Qu’un petit Roy, sans te tourmenter tant,
Que me veux tu donner pour mes estreines ?
Pierre répond : Parbleu ! messire Jean,
Je suis à vous ; disposez de mes peines,
Car vous sçavez que c’est tout mon vaillant.
Nôtre cochon ne nous faudra pourtant ;
Il a mangé plus de son, par mon ame !
Qu’il n’en tiendroit trois fois dans ce tonneau,
Et d’abondant, la vache à nôtre femme
Nous a promis qu’elle feroit un veau :
Prenez le tout. Je ne veux nul salaire,
Dit le Pasteur ; obliger mon compere
Ce m’est assez. Je te diray comment :
Mon dessein est de rendre Magdeleine
Jument le jour, par art d’enchantement,
Luy redonnant sur le soir forme humaine.
Trés-grand profit pourra certainement
T’en revenir ; car mon Asne est si lent,
Que du marché, l’heure est presque passée
Quand il arrive ; ainsi tu ne vends pas
Comme tu veux, tes herbes, ta denrée,
Tes choux, tes aulx, enfin tout ton tracas.

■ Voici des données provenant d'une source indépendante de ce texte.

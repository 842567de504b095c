use actix_web::{Responder, get, web};
use actix_web_flash_messages::IncomingFlashMessages;
use tera::Tera;

use crate::routes::{base_context, render_not_found, render_template};

#[get("/")]
pub async fn show_index(
    flash_messages: IncomingFlashMessages,
    tera: web::Data<Tera>,
) -> impl Responder {
    let context = base_context(&flash_messages, "home");
    render_template(&tera, "main/index.html", &context)
}

/// Fallback for unmatched routes.
pub async fn not_found(tera: web::Data<Tera>) -> impl Responder {
    render_not_found(&tera)
}
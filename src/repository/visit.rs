//! Repository implementation for pet visits.

use diesel::prelude::*;

use crate::domain::visit::{NewVisit, Visit};
use crate::models::visit::{NewVisit as DbNewVisit, Visit as DbVisit};
use crate::repository::errors::RepositoryResult;
use crate::repository::{DieselRepository, VisitReader, VisitWriter};

impl VisitReader for DieselRepository {
    fn list_visits(&self, pet_id: i32) -> RepositoryResult<Vec<Visit>> {
        use crate::schema::visits;

        let mut conn = self.conn()?;
        let visits = visits::table
            .filter(visits::pet_id.eq(pet_id))
            .order(visits::visit_date.asc())
            .load::<DbVisit>(&mut conn)?
            .into_iter()
            .map(Into::into)
            .collect();

        Ok(visits)
    }
}

impl VisitWriter for DieselRepository {
    fn create_visit(&self, new_visit: &NewVisit) -> RepositoryResult<Visit> {
        use crate::schema::visits;

        let mut conn = self.conn()?;
        let db_new_visit: DbNewVisit = new_visit.into();

        let created = diesel::insert_into(visits::table)
            .values(&db_new_visit)
            .get_result::<DbVisit>(&mut conn)?;

        Ok(created.into())
    }
}
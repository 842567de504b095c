//! Repository implementation for pets and pet types.

use diesel::prelude::*;

use crate::domain::pet::{NewPet, Pet, PetType, UpdatePet};
use crate::domain::visit::Visit;
use crate::models::pet::{
    NewPet as DbNewPet, Pet as DbPet, PetType as DbPetType, UpdatePet as DbUpdatePet,
};
use crate::models::visit::Visit as DbVisit;
use crate::repository::errors::RepositoryResult;
use crate::repository::{DieselRepository, PetReader, PetWriter};

impl PetReader for DieselRepository {
    fn get_pet_by_id(&self, pet_id: i32) -> RepositoryResult<Option<Pet>> {
        use crate::schema::{pet_types, pets};

        let mut conn = self.conn()?;
        let pet = pets::table
            .inner_join(pet_types::table)
            .filter(pets::id.eq(pet_id))
            .select((pets::all_columns, pet_types::all_columns))
            .first::<(DbPet, DbPetType)>(&mut conn)
            .optional()?;

        Ok(pet.map(Into::into))
    }

    fn list_pets(&self, owner_id: i32) -> RepositoryResult<Vec<Pet>> {
        use crate::schema::{pet_types, pets};

        let mut conn = self.conn()?;
        let pets = pets::table
            .inner_join(pet_types::table)
            .filter(pets::owner_id.eq(owner_id))
            .order(pets::name.asc())
            .select((pets::all_columns, pet_types::all_columns))
            .load::<(DbPet, DbPetType)>(&mut conn)?
            .into_iter()
            .map(Into::into)
            .collect();

        Ok(pets)
    }

    fn list_pets_with_visits(&self, owner_id: i32) -> RepositoryResult<Vec<(Pet, Vec<Visit>)>> {
        use crate::schema::visits;

        let pets = self.list_pets(owner_id)?;
        let pet_ids = pets.iter().map(|pet| pet.id).collect::<Vec<i32>>();

        let mut conn = self.conn()?;
        let visits = visits::table
            .filter(visits::pet_id.eq_any(pet_ids))
            .order(visits::visit_date.asc())
            .load::<DbVisit>(&mut conn)?
            .into_iter()
            .map(Visit::from)
            .collect::<Vec<_>>();

        let pets_with_visits = pets
            .into_iter()
            .map(|pet| {
                let pet_visits = visits
                    .iter()
                    .filter(|visit| visit.pet_id == pet.id)
                    .cloned()
                    .collect();
                (pet, pet_visits)
            })
            .collect();

        Ok(pets_with_visits)
    }

    fn list_pet_types(&self) -> RepositoryResult<Vec<PetType>> {
        use crate::schema::pet_types;

        let mut conn = self.conn()?;
        let types = pet_types::table
            .order(pet_types::name.asc())
            .load::<DbPetType>(&mut conn)?
            .into_iter()
            .map(Into::into)
            .collect();

        Ok(types)
    }

    fn get_pet_type_by_name(&self, name: &str) -> RepositoryResult<Option<PetType>> {
        use crate::schema::pet_types;

        let mut conn = self.conn()?;
        let pet_type = pet_types::table
            .filter(pet_types::name.eq(name))
            .first::<DbPetType>(&mut conn)
            .optional()?;

        Ok(pet_type.map(Into::into))
    }
}

impl PetWriter for DieselRepository {
    fn create_pet(&self, new_pet: &NewPet) -> RepositoryResult<Pet> {
        use crate::schema::{pet_types, pets};

        let mut conn = self.conn()?;
        let db_new_pet: DbNewPet = new_pet.into();

        let created = diesel::insert_into(pets::table)
            .values(&db_new_pet)
            .get_result::<DbPet>(&mut conn)?;

        let pet_type = pet_types::table
            .find(created.type_id)
            .first::<DbPetType>(&mut conn)?;

        Ok((created, pet_type).into())
    }

    fn update_pet(&self, pet_id: i32, updates: &UpdatePet) -> RepositoryResult<Pet> {
        use crate::schema::{pet_types, pets};

        let mut conn = self.conn()?;
        let db_updates: DbUpdatePet = updates.into();

        let updated = diesel::update(pets::table.find(pet_id))
            .set(&db_updates)
            .get_result::<DbPet>(&mut conn)?;

        let pet_type = pet_types::table
            .find(updated.type_id)
            .first::<DbPetType>(&mut conn)?;

        Ok((updated, pet_type).into())
    }
}
//! Visit use cases.
//!
//! Visit dates are accepted even when they lie in the future, matching the
//! long-standing clinic behavior (pet birth dates, in contrast, must be in
//! the past).

use crate::domain::pet::Pet;
use crate::domain::visit::{NewVisit, Visit};
use crate::dto::visit::VisitPageData;
use crate::forms::visit::VisitForm;
use crate::repository::{OwnerReader, PetReader, VisitReader, VisitWriter};
use crate::services::pet as pet_service;
use crate::services::{ServiceError, ServiceResult};

/// Loads the pet a new visit is being recorded for.
pub fn load_visit_target<R>(repo: &R, owner_id: i32, pet_id: i32) -> ServiceResult<Pet>
where
    R: OwnerReader + PetReader + ?Sized,
{
    repo.get_owner_by_id(owner_id)?
        .ok_or(ServiceError::NotFound)?;
    pet_service::get_pet(repo, owner_id, pet_id)
}

/// Loads the visit form page: the pet plus its previous visits.
pub fn load_visit_page<R>(repo: &R, owner_id: i32, pet_id: i32) -> ServiceResult<VisitPageData>
where
    R: OwnerReader + PetReader + VisitReader + ?Sized,
{
    let pet = load_visit_target(repo, owner_id, pet_id)?;
    let visits = repo.list_visits(pet_id)?;
    Ok(VisitPageData { pet, visits })
}

/// Validates the visit form and records a visit for the pet.
pub fn create_visit<R>(
    repo: &R,
    owner_id: i32,
    pet_id: i32,
    form: &VisitForm,
) -> ServiceResult<Visit>
where
    R: OwnerReader + PetReader + VisitWriter + ?Sized,
{
    load_visit_target(repo, owner_id, pet_id)?;

    let errors = form.field_errors();
    let Some(visit_date) = form.parsed_date() else {
        return Err(ServiceError::Validation(errors));
    };
    if !errors.is_empty() {
        return Err(ServiceError::Validation(errors));
    }

    let new_visit = NewVisit {
        pet_id,
        visit_date,
        description: form.description.clone(),
    };

    Ok(repo.create_visit(&new_visit)?)
}
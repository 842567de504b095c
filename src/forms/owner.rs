use serde::{Deserialize, Serialize};
use validator::{Validate, ValidationError};

use crate::domain::owner::{NewOwner, Owner, UpdateOwner};
use crate::forms::FieldErrors;

#[derive(Clone, Debug, Default, Deserialize, Serialize, Validate)]
#[serde(rename_all(deserialize = "camelCase"))]
/// Form data for creating or updating an owner.
pub struct OwnerForm {
    #[validate(length(min = 1, message = "must not be blank"))]
    pub first_name: String,
    #[validate(length(min = 1, message = "must not be blank"))]
    pub last_name: String,
    #[validate(length(min = 1, message = "must not be blank"))]
    pub address: String,
    #[validate(length(min = 1, message = "must not be blank"))]
    pub city: String,
    #[validate(custom(function = validate_telephone))]
    pub telephone: String,
}

fn validate_telephone(telephone: &str) -> Result<(), ValidationError> {
    if telephone.len() == 10 && telephone.bytes().all(|b| b.is_ascii_digit()) {
        Ok(())
    } else {
        Err(ValidationError::new("telephone").with_message("must be a 10-digit number".into()))
    }
}

impl OwnerForm {
    pub fn field_errors(&self) -> FieldErrors {
        match self.validate() {
            Ok(()) => FieldErrors::new(),
            Err(errors) => errors.into(),
        }
    }
}

impl From<&Owner> for OwnerForm {
    /// Pre-populate the edit form from a stored owner.
    fn from(owner: &Owner) -> Self {
        Self {
            first_name: owner.first_name.clone(),
            last_name: owner.last_name.clone(),
            address: owner.address.clone(),
            city: owner.city.clone(),
            telephone: owner.telephone.clone(),
        }
    }
}

impl From<&OwnerForm> for NewOwner {
    fn from(form: &OwnerForm) -> Self {
        Self {
            first_name: form.first_name.clone(),
            last_name: form.last_name.clone(),
            address: form.address.clone(),
            city: form.city.clone(),
            telephone: form.telephone.clone(),
        }
    }
}

impl From<&OwnerForm> for UpdateOwner {
    fn from(form: &OwnerForm) -> Self {
        Self {
            first_name: form.first_name.clone(),
            last_name: form.last_name.clone(),
            address: form.address.clone(),
            city: form.city.clone(),
            telephone: form.telephone.clone(),
        }
    }
}
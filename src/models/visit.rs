use chrono::NaiveDate;
use diesel::prelude::*;

use crate::domain::visit::{NewVisit as DomainNewVisit, Visit as DomainVisit};
use crate::models::pet::Pet;

#[derive(Debug, Clone, Identifiable, Queryable, Associations)]
#[diesel(table_name = crate::schema::visits)]
#[diesel(belongs_to(Pet, foreign_key = pet_id))]
/// Diesel model for [`crate::domain::visit::Visit`].
pub struct Visit {
    pub id: i32,
    pub pet_id: i32,
    pub visit_date: NaiveDate,
    pub description: String,
}

#[derive(Insertable)]
#[diesel(table_name = crate::schema::visits)]
/// Insertable form of [`Visit`].
pub struct NewVisit<'a> {
    pub pet_id: i32,
    pub visit_date: NaiveDate,
    pub description: &'a str,
}

impl From<Visit> for DomainVisit {
    fn from(visit: Visit) -> Self {
        Self {
            id: visit.id,
            pet_id: visit.pet_id,
            visit_date: visit.visit_date,
            description: visit.description,
        }
    }
}

impl<'a> From<&'a DomainNewVisit> for NewVisit<'a> {
    fn from(visit: &'a DomainNewVisit) -> Self {
        Self {
            pet_id: visit.pet_id,
            visit_date: visit.visit_date,
            description: visit.description.as_str(),
        }
    }
}
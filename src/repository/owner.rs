//! Repository implementation for pet owners.

use diesel::prelude::*;

use crate::domain::owner::{NewOwner, Owner, UpdateOwner};
use crate::models::owner::{
    NewOwner as DbNewOwner, Owner as DbOwner, UpdateOwner as DbUpdateOwner,
};
use crate::repository::errors::RepositoryResult;
use crate::repository::{DieselRepository, OwnerListQuery, OwnerReader, OwnerWriter};

impl OwnerReader for DieselRepository {
    fn get_owner_by_id(&self, owner_id: i32) -> RepositoryResult<Option<Owner>> {
        use crate::schema::owners;

        let mut conn = self.conn()?;
        let owner = owners::table
            .find(owner_id)
            .first::<DbOwner>(&mut conn)
            .optional()?;

        Ok(owner.map(Into::into))
    }

    fn list_owners(&self, query: OwnerListQuery) -> RepositoryResult<(usize, Vec<Owner>)> {
        use crate::schema::owners;

        let mut conn = self.conn()?;

        let mut total_query = owners::table.into_boxed();
        let mut items_query = owners::table.into_boxed();

        if let Some(prefix) = &query.last_name {
            let pattern = format!("{prefix}%");
            total_query = total_query.filter(owners::last_name.like(pattern.clone()));
            items_query = items_query.filter(owners::last_name.like(pattern));
        }

        let total: i64 = total_query.count().get_result(&mut conn)?;

        items_query = items_query.order((owners::last_name.asc(), owners::id.asc()));

        if let Some(pagination) = &query.pagination {
            items_query = items_query
                .limit(pagination.limit())
                .offset(pagination.offset());
        }

        let items = items_query
            .load::<DbOwner>(&mut conn)?
            .into_iter()
            .map(Into::into)
            .collect::<Vec<Owner>>();

        Ok((total as usize, items))
    }
}

impl OwnerWriter for DieselRepository {
    fn create_owner(&self, new_owner: &NewOwner) -> RepositoryResult<Owner> {
        use crate::schema::owners;

        let mut conn = self.conn()?;
        let db_new_owner: DbNewOwner = new_owner.into();

        let created = diesel::insert_into(owners::table)
            .values(&db_new_owner)
            .get_result::<DbOwner>(&mut conn)?;

        Ok(created.into())
    }

    fn update_owner(&self, owner_id: i32, updates: &UpdateOwner) -> RepositoryResult<Owner> {
        use crate::schema::owners;

        let mut conn = self.conn()?;
        let db_updates: DbUpdateOwner = updates.into();

        let updated = diesel::update(owners::table.find(owner_id))
            .set(&db_updates)
            .get_result::<DbOwner>(&mut conn)?;

        Ok(updated.into())
    }
}
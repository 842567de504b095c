//! Repository implementation for veterinarians.

use diesel::prelude::*;

use crate::domain::vet::Vet;
use crate::models::vet::{Specialty as DbSpecialty, Vet as DbVet};
use crate::repository::errors::RepositoryResult;
use crate::repository::{DieselRepository, VetListQuery, VetReader};

impl VetReader for DieselRepository {
    fn list_vets(&self, query: VetListQuery) -> RepositoryResult<(usize, Vec<Vet>)> {
        use crate::schema::{specialties, vet_specialties, vets};

        let mut conn = self.conn()?;

        let total: i64 = vets::table.count().get_result(&mut conn)?;

        let mut vets_query = vets::table.order(vets::id.asc()).into_boxed();

        if let Some(pagination) = &query.pagination {
            vets_query = vets_query
                .limit(pagination.limit())
                .offset(pagination.offset());
        }

        let db_vets = vets_query.load::<DbVet>(&mut conn)?;
        let vet_ids = db_vets.iter().map(|vet| vet.id).collect::<Vec<i32>>();

        let vet_specialties = vet_specialties::table
            .inner_join(specialties::table)
            .filter(vet_specialties::vet_id.eq_any(vet_ids))
            .order(specialties::name.asc())
            .select((vet_specialties::vet_id, specialties::all_columns))
            .load::<(i32, DbSpecialty)>(&mut conn)?;

        let vets = db_vets
            .into_iter()
            .map(|vet| {
                let specialties = vet_specialties
                    .iter()
                    .filter(|(vet_id, _)| *vet_id == vet.id)
                    .map(|(_, specialty)| specialty.clone())
                    .collect::<Vec<_>>();
                vet.into_domain(specialties)
            })
            .collect();

        Ok((total as usize, vets))
    }
}
use serde::Serialize;

use crate::domain::pet::Pet;
use crate::domain::visit::Visit;

/// Data required to render the visit form: the pet being seen plus its
/// previous visits.
#[derive(Debug, Clone, Serialize, PartialEq)]
pub struct VisitPageData {
    pub pet: Pet,
    pub visits: Vec<Visit>,
}
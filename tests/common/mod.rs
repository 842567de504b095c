use diesel_migrations::{EmbeddedMigrations, MigrationHarness, embed_migrations};
use tempfile::TempDir;

use petclinic::db::{DbPool, establish_connection_pool};

pub const MIGRATIONS: EmbeddedMigrations = embed_migrations!("migrations");

/// A migrated SQLite database in a temporary directory, removed on drop.
pub struct TestDb {
    pool: DbPool,
    _dir: TempDir,
}

impl TestDb {
    pub fn new(name: &str) -> Self {
        let dir = tempfile::tempdir().expect("failed to create temp dir");
        let path = dir.path().join(name);
        let database_url = path.to_str().expect("database path is not valid UTF-8");

        let pool = establish_connection_pool(database_url).expect("failed to create pool");

        let mut conn = pool.get().expect("failed to get connection");
        conn.run_pending_migrations(MIGRATIONS)
            .expect("failed to run migrations");

        Self { pool, _dir: dir }
    }

    pub fn pool(&self) -> &DbPool {
        &self.pool
    }
}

Ta femme, estant jument forte et menbrüe,
Ira plus viste ; et si tost que chez toy :
Elle sera du marché[1] revenuë,
Sans pain ny soupe, un peu d’herbe menuë
Luy suffira. Pierre dit : Sur ma foy !
Messire Jean, vous estes un sage homme.
Voyez que c’est d’avoir étudié !
Vend-on cela ? Si j’avois grosse somme,
Je vous l’aurois parbleu bien tost payé.
Jean poursuivit : Or çà, je t’aprendray
- ↑ On lit ici logis au lieu de marché dans toutes les éditions publiées du vivant de l’auteur. C’est seulement en 1710 que ce dernier mot paroît. La correction qui a été faite semble indispensable, mais les éditeurs modernes auroient dû, tout en l’adoptant, faire connoître l’état du texte.